Dipeptidyl peptidase-IV inhibitory activity of millet protein peptides and the related mechanisms revealed by molecular docking

Abstract

Dipeptidyl peptidase-IV (DPP-IV) inhibitory peptides released from foods are promising agents to combat type 2 diabetes. Millet protein supplementation can effectively ameliorate type 2 diabetes. Therefore, the objective of the study was to identify DPP-IV inhibitory peptides from millet protein and reveal the potential mechanisms. The results showed that millet protein hydrolysates (MPH) significantly inhibited DPP-IV activity compared with original millet protein (p < 0.05). MPH obtained at 3 h hydrolysis exhibited the highest DPP-IV inhibition rate (75.72 ± 1.11%).
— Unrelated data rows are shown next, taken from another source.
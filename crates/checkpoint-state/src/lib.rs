#![deny(missing_docs)]

//! # checkpoint-state: Crossing Lifecycle Engine
//!
//! Owns the lifecycle of a border crossing from creation to authorized exit,
//! together with the documents and anomalies that gate it.
//!
//! ## Lifecycle
//!
//! ```text
//! Created ──register_entry──▶ Registered ──allow_exit──▶ Exited
//!                                 ▲
//!       attach_document ──────────┘ validated under the entry toll's country
//! ```
//!
//! - Entry registration and exit authorization are single-shot; a repeat is
//!   a conflict.
//! - Exit requires at least one document, every document verified, and no
//!   anomalies on any of them.
//! - Officer-reported anomalies block exit independently of `verified`.
//!
//! ## Collaborators
//!
//! Document validation ([`DocumentValidator`]) and face matching
//! ([`FaceMatcher`]) are traits; the mocks in this crate stand in for the
//! external services. The [`Registry`] of in-memory [`Store`]s plays the
//! repository role.

pub mod crossing;
pub mod document;
pub mod error;
pub mod face;
pub mod query;
pub mod reference;
pub mod registry;
pub mod store;
pub mod validation;
pub mod workflow;

pub use crossing::{CrossingRecord, CrossingStage};
pub use document::{Document, DocumentAnomaly};
pub use error::{ClearanceBlock, ErrorKind, WorkflowError};
pub use face::{FaceMatcher, MockFaceMatcher, MATCH_THRESHOLD};
pub use query::{CrossingFilter, TimeWindow, TrafficQuery};
pub use reference::{Person, RequiredDocument, TollOffice};
pub use registry::Registry;
pub use store::Store;
pub use validation::{DocumentValidator, MockOfficialValidator, ValidationOutcome};
pub use workflow::{EntryToll, NewCrossing, Workflow};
Two novel DPP-IV inhibitory peptides, Asn-Asp-Trp-His-Thr-Gly-Pro-Leu-Ser and Thr-Tyr-Pro-His-Gln-Gln-Pro-Pro-Ile-Leu-Thr, were characterized by liquid-chromatography-electrospray-ionization-tandem-mass-spectrometry. Both peptides displayed no allergenicity, hepatotoxicity and P4502D6-enzyme inhibition by in silico analysis. Further molecular docking revealed that both peptides could occupy the active center (S1, S2 subsite) of DPP-IV via H-bond and π-π. Binding energy score of Asn-Asp-Trp-His-Thr-Gly-Pro-Leu-Ser against DPP-IV was −7.270 kcal/mol, and −7.421 kcal/mol for Thr-Tyr-Pro-His-Gln-Gln-Pro-Pro-Ile-Leu-Thr. Together, these findings suggest that millet protein-derived peptides are promising in the intervention of type 2 diabetes via inactivating DPP-IV.